Requirement:
Every line in the data below that holds "rows" should be found and copied.

Segment Open

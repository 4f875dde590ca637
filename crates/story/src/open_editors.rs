use std::rc::Rc;

use gpui::*;
use gpui_component::ActiveTheme as _;
use gpui_component::button::{Button, ButtonVariants as _};
use gpui_component::menu::{ContextMenuExt as _, PopupMenu, PopupMenuItem};
use gpui_component::{Icon, IconName, Sizable as _, h_flex, v_flex};
use gpui_open_editors::{EditorEvent, EditorHost, OpenEditorsSettings, OpenEditorsView};

use crate::demo_host::DemoHost;

pub struct OpenEditorsStory {
    host: Rc<DemoHost>,
    list: Entity<OpenEditorsView>,
}

impl OpenEditorsStory {
    pub fn view(settings: OpenEditorsSettings, _window: &mut Window, cx: &mut App) -> Entity<Self> {
        let host = Rc::new(DemoHost::new());
        let list = OpenEditorsView::view(host.clone(), settings, cx);
        cx.new(|cx| {
            cx.observe(&list, |_, _, cx| cx.notify()).detach();
            Self { host, list }
        })
    }

    fn notify_list(&mut self, event: EditorEvent, cx: &mut Context<Self>) {
        self.list
            .update(cx, |list, cx| list.handle_editor_event(&event, cx));
        cx.notify();
    }

    fn open_file(&mut self, _: &ClickEvent, _window: &mut Window, cx: &mut Context<Self>) {
        if let Some(file) = self.host.open_next() {
            self.notify_list(EditorEvent::FileOpened(file), cx);
        }
    }

    fn toggle_pin(&mut self, _: &ClickEvent, _window: &mut Window, cx: &mut Context<Self>) {
        if self.host.toggle_pin_selected().is_some() {
            self.notify_list(EditorEvent::ActionPerformed("PinActiveTabToggle".into()), cx);
        }
    }

    fn toggle_file_path(&mut self, _: &ClickEvent, _window: &mut Window, cx: &mut Context<Self>) {
        self.list.update(cx, |list, cx| list.toggle_file_path(cx));
        cx.notify();
    }
}

/// Close and Pin/Unpin for the row the list last asked a menu for.
fn build_tab_menu(menu: PopupMenu, host: &Rc<DemoHost>, list: &Entity<OpenEditorsView>) -> PopupMenu {
    let Some(request) = host.take_menu_request() else {
        return menu;
    };
    let pinned = host.is_pinned(&request.file, request.group);

    let close = {
        let (host, list, request) = (host.clone(), list.clone(), request.clone());
        move |_: &ClickEvent, _: &mut Window, cx: &mut App| {
            if let Err(err) = host.close(&request.file, request.group) {
                log::warn!("close from menu failed: {err}");
            }
            let event = EditorEvent::FileClosed(request.file.clone());
            list.update(cx, |list, cx| list.handle_editor_event(&event, cx));
        }
    };
    let toggle_pin = {
        let (host, list) = (host.clone(), list.clone());
        move |_: &ClickEvent, _: &mut Window, cx: &mut App| {
            if let Err(err) = host.toggle_pin(&request.file, request.group) {
                log::warn!("pin toggle from menu failed: {err}");
            }
            let event = EditorEvent::ActionPerformed("PinActiveTabToggle".into());
            list.update(cx, |list, cx| list.handle_editor_event(&event, cx));
        }
    };

    menu.item(
        PopupMenuItem::new(if pinned { "Unpin" } else { "Pin" })
            .icon(Icon::new(IconName::Star).xsmall())
            .on_click(toggle_pin),
    )
    .item(
        PopupMenuItem::new("Close")
            .icon(Icon::new(IconName::Close).xsmall())
            .on_click(close),
    )
}

impl Render for OpenEditorsStory {
    fn render(&mut self, _window: &mut Window, cx: &mut Context<Self>) -> impl IntoElement {
        let muted_foreground = cx.theme().muted_foreground;
        let border = cx.theme().border;
        let background = cx.theme().background;
        let show_file_path = self.host.show_file_path();
        let status = self
            .host
            .last_request()
            .unwrap_or_else(|| "Right-click a row to request its context menu.".to_string());
        let windows = self
            .host
            .describe()
            .into_iter()
            .map(|line| div().text_sm().child(line));

        v_flex()
            .size_full()
            .p(px(16.))
            .gap_y_3()
            .child(
                v_flex()
                    .gap_y_1()
                    .child(
                        div()
                            .text_xl()
                            .font_weight(FontWeight::BOLD)
                            .child("Open Editors"),
                    )
                    .child(div().text_sm().text_color(muted_foreground).child(
                        "Drag rows to reorder tabs within a window. Pinned tabs stay ahead of unpinned ones.",
                    ))
                    .child(
                        div()
                            .text_sm()
                            .text_color(muted_foreground)
                            .child(status),
                    ),
            )
            .child(
                h_flex()
                    .gap_x_2()
                    .child(
                        Button::new("open-file")
                            .label("Open File")
                            .small()
                            .on_click(cx.listener(Self::open_file)),
                    )
                    .child(
                        Button::new("toggle-pin")
                            .label("Pin/Unpin Selected")
                            .small()
                            .ghost()
                            .on_click(cx.listener(Self::toggle_pin)),
                    )
                    .child(
                        Button::new("toggle-file-path")
                            .label(if show_file_path {
                                "Hide File Path"
                            } else {
                                "Show File Path"
                            })
                            .small()
                            .ghost()
                            .on_click(cx.listener(Self::toggle_file_path)),
                    ),
            )
            .child(
                h_flex()
                    .flex_1()
                    .min_h(px(0.))
                    .gap_x_3()
                    .child(
                        div()
                            .w(px(320.))
                            .h_full()
                            .min_w(px(0.))
                            .rounded(px(12.))
                            .border_1()
                            .border_color(border)
                            .bg(background)
                            .child(self.list.clone())
                            .context_menu({
                                let (host, list) = (self.host.clone(), self.list.clone());
                                move |menu, _window, _cx| build_tab_menu(menu, &host, &list)
                            }),
                    )
                    .child(
                        v_flex()
                            .flex_1()
                            .min_w(px(0.))
                            .h_full()
                            .gap_y_2()
                            .rounded(px(12.))
                            .border_1()
                            .border_color(border)
                            .bg(background)
                            .p(px(12.))
                            .child(
                                div()
                                    .text_sm()
                                    .font_weight(FontWeight::MEDIUM)
                                    .child("Host tab order"),
                            )
                            .children(windows),
                    ),
            )
    }
}
use std::time::Duration;

use anyhow::Context as _;
use gpui::{Pixels, px};
use serde::{Deserialize, Serialize};

/// Tuning knobs of an open editors view.
#[derive(Clone, Debug, PartialEq, Serialize, Deserialize)]
#[serde(default)]
pub struct OpenEditorsSettings {
    /// How often the list is re-read from the host regardless of events.
    pub poll_interval_ms: u64,
    /// Quiet period before an event-triggered refresh runs.
    pub debounce_ms: u64,
    pub drag_threshold: f32,
    /// Host action ids whose completion should refresh the list.
    pub refresh_on_actions: Vec<String>,
}

impl Default for OpenEditorsSettings {
    fn default() -> Self {
        Self {
            poll_interval_ms: 2000,
            debounce_ms: 50,
            drag_threshold: 5.,
            refresh_on_actions: vec![
                "PinActiveTab".into(),
                "PinActiveTabToggle".into(),
                "PinActiveEditorTab".into(),
            ],
        }
    }
}

impl OpenEditorsSettings {
    pub fn from_json(json: &str) -> anyhow::Result<Self> {
        serde_json::from_str(json).context("invalid open editors settings")
    }

    /// Zero would make the poll loop spin, so it means "use the default".
    pub fn poll_interval(&self) -> Duration {
        match self.poll_interval_ms {
            0 => Duration::from_millis(Self::default().poll_interval_ms),
            ms => Duration::from_millis(ms),
        }
    }

    pub fn debounce(&self) -> Duration {
        Duration::from_millis(self.debounce_ms)
    }

    pub fn drag_threshold(&self) -> Pixels {
        if self.drag_threshold.is_finite() && self.drag_threshold >= 0. {
            px(self.drag_threshold)
        } else {
            crate::drag::DRAG_THRESHOLD
        }
    }

    pub fn refreshes_on(&self, action_id: &str) -> bool {
        self.refresh_on_actions.iter().any(|id| id == action_id)
    }
}
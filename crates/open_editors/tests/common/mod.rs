#![allow(dead_code)]

use std::cell::{Cell, RefCell};

use gpui::{EntityId, Pixels, Point, point, px};
use gpui_open_editors::{
    ContextMenuRequest, EditorGroup, EditorHost, FileHandle, GroupKey, HostError, HostResult,
    ListItem, RowLayout, sort_by_desired_order,
};

pub const ROW_HEIGHT: f32 = 20.;
pub const ROW_WIDTH: f32 = 200.;

#[derive(Clone, Debug, PartialEq, Eq)]
pub enum Call {
    Activate(String),
    Close(String),
    Unpin(String),
    Reorder(u64, Vec<String>),
    SelectTab(String),
    ContextMenu(String),
}

struct Tab {
    file: FileHandle,
    pinned: bool,
}

struct Window {
    key: GroupKey,
    title: &'static str,
    tabs: Vec<Tab>,
    selected: Option<FileHandle>,
}

/// Editor host backed by plain vectors that records every request.
#[derive(Default)]
pub struct FakeHost {
    windows: RefCell<Vec<Window>>,
    focused: Cell<Option<GroupKey>>,
    calls: RefCell<Vec<Call>>,
    show_file_path: Cell<bool>,
    /// Answer every mutation with a stale-reference error.
    stale: Cell<bool>,
    group_reads: Cell<usize>,
}

impl FakeHost {
    pub fn new() -> Self {
        Self::default()
    }

    /// Add a window; `tabs` are `(path, pinned)` in tab order.
    pub fn window(self, key: u64, title: &'static str, tabs: &[(&'static str, bool)]) -> Self {
        self.windows.borrow_mut().push(Window {
            key: GroupKey::new(key),
            title,
            tabs: tabs
                .iter()
                .map(|(path, pinned)| Tab {
                    file: FileHandle::new(*path),
                    pinned: *pinned,
                })
                .collect(),
            selected: None,
        });
        self
    }

    /// Append an unpinned tab, as if the user opened a file in that window.
    pub fn open(&self, key: u64, path: &'static str) {
        let mut windows = self.windows.borrow_mut();
        if let Some(window) = windows.iter_mut().find(|window| window.key == GroupKey::new(key)) {
            window.tabs.push(Tab {
                file: FileHandle::new(path),
                pinned: false,
            });
        }
    }

    /// How many times the list has been read.
    pub fn group_reads(&self) -> usize {
        self.group_reads.get()
    }

    pub fn go_stale(&self) {
        self.stale.set(true);
    }

    pub fn calls(&self) -> Vec<Call> {
        self.calls.borrow().clone()
    }

    pub fn clear_calls(&self) {
        self.calls.borrow_mut().clear();
    }

    pub fn tab_order(&self, key: u64) -> Vec<String> {
        self.windows
            .borrow()
            .iter()
            .find(|window| window.key == GroupKey::new(key))
            .map(|window| window.tabs.iter().map(|tab| tab.file.to_string()).collect())
            .unwrap_or_default()
    }

    fn record(&self, call: Call) {
        self.calls.borrow_mut().push(call);
    }

    fn with_tab(
        &self,
        file: &FileHandle,
        group: GroupKey,
        f: impl FnOnce(&mut Window, usize),
    ) -> HostResult {
        if self.stale.get() {
            return Err(HostError::StaleFile {
                file: file.clone(),
                group,
            });
        }

        let mut windows = self.windows.borrow_mut();
        let window = windows
            .iter_mut()
            .find(|window| window.key == group)
            .ok_or(HostError::StaleGroup(group))?;
        let ix = window
            .tabs
            .iter()
            .position(|tab| &tab.file == file)
            .ok_or_else(|| HostError::StaleFile {
                file: file.clone(),
                group,
            })?;
        f(window, ix);
        Ok(())
    }
}

impl EditorHost for FakeHost {
    fn groups(&self) -> Vec<EditorGroup> {
        self.group_reads.set(self.group_reads.get() + 1);
        let focused = self.focused.get();
        self.windows
            .borrow()
            .iter()
            .map(|window| {
                let selected = window.selected.as_ref().filter(|_| focused == Some(window.key));
                let mut pinned: Vec<&Tab> = window.tabs.iter().filter(|tab| tab.pinned).collect();
                pinned.extend(window.tabs.iter().filter(|tab| !tab.pinned));
                pinned.into_iter().fold(
                    EditorGroup::new(window.title, window.key),
                    |group, tab| {
                        let active = selected == Some(&tab.file);
                        group.file(tab.file.clone(), tab.pinned, active)
                    },
                )
            })
            .collect()
    }

    fn activate(&self, file: &FileHandle, group: GroupKey) -> HostResult {
        self.record(Call::Activate(file.to_string()));
        self.with_tab(file, group, |window, _| window.selected = Some(file.clone()))?;
        self.focused.set(Some(group));
        Ok(())
    }

    fn close(&self, file: &FileHandle, group: GroupKey) -> HostResult {
        self.record(Call::Close(file.to_string()));
        self.with_tab(file, group, |window, ix| {
            window.tabs.remove(ix);
            if window.selected.as_ref() == Some(file) {
                window.selected = None;
            }
        })
    }

    fn unpin(&self, file: &FileHandle, group: GroupKey) -> HostResult {
        self.record(Call::Unpin(file.to_string()));
        self.with_tab(file, group, |window, ix| window.tabs[ix].pinned = false)
    }

    fn reorder(&self, group: GroupKey, order: &[FileHandle]) -> HostResult {
        self.record(Call::Reorder(
            group.as_u64(),
            order.iter().map(|file| file.to_string()).collect(),
        ));
        if self.stale.get() {
            return Err(HostError::StaleGroup(group));
        }

        let mut windows = self.windows.borrow_mut();
        let window = windows
            .iter_mut()
            .find(|window| window.key == group)
            .ok_or(HostError::StaleGroup(group))?;
        let mut files: Vec<FileHandle> = window.tabs.iter().map(|tab| tab.file.clone()).collect();
        sort_by_desired_order(&mut files, order);
        window.tabs.sort_by_key(|tab| {
            files
                .iter()
                .position(|file| file == &tab.file)
                .unwrap_or(usize::MAX)
        });
        Ok(())
    }

    fn select_tab(&self, file: &FileHandle, group: GroupKey) -> HostResult {
        self.record(Call::SelectTab(file.to_string()));
        self.with_tab(file, group, |window, _| window.selected = Some(file.clone()))
    }

    fn show_context_menu(&self, request: ContextMenuRequest) -> HostResult {
        self.record(Call::ContextMenu(request.file.to_string()));
        Ok(())
    }

    fn show_file_path(&self) -> bool {
        self.show_file_path.get()
    }

    fn set_show_file_path(&self, show: bool) {
        self.show_file_path.set(show);
    }
}

/// Uniform rows of [`ROW_HEIGHT`] starting at the window origin.
pub fn layout_for(items: &[ListItem]) -> RowLayout {
    RowLayout::stacked(
        point(px(0.), px(0.)),
        px(ROW_WIDTH),
        &vec![px(ROW_HEIGHT); items.len()],
    )
}

/// A point inside row `ix`, `dy` below its top edge.
pub fn in_row(ix: usize, dy: f32) -> Point<Pixels> {
    point(px(10.), px(ix as f32 * ROW_HEIGHT + dy))
}

/// A point over the action button of row `ix`.
pub fn on_action_button(ix: usize) -> Point<Pixels> {
    point(px(ROW_WIDTH - 5.), px(ix as f32 * ROW_HEIGHT + ROW_HEIGHT / 2.))
}

pub fn anchor() -> EntityId {
    EntityId::from(1u64)
}

pub fn names(items: &[ListItem]) -> Vec<String> {
    items
        .iter()
        .map(|item| match item {
            ListItem::GroupHeader(header) => format!("# {}", header.title),
            ListItem::FileEntry(entry) => {
                let mut name = entry.file.to_string();
                if entry.pinned {
                    name.push_str(" [p]");
                }
                if entry.active {
                    name.push_str(" *");
                }
                name
            }
        })
        .collect()
}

Segment Closed

Your solution:
                        "Drag rows to reorder tabs within a window. Pinned tabs stay ahead of unpinned ones.",
/// Uniform rows of [`ROW_HEIGHT`] starting at the window origin.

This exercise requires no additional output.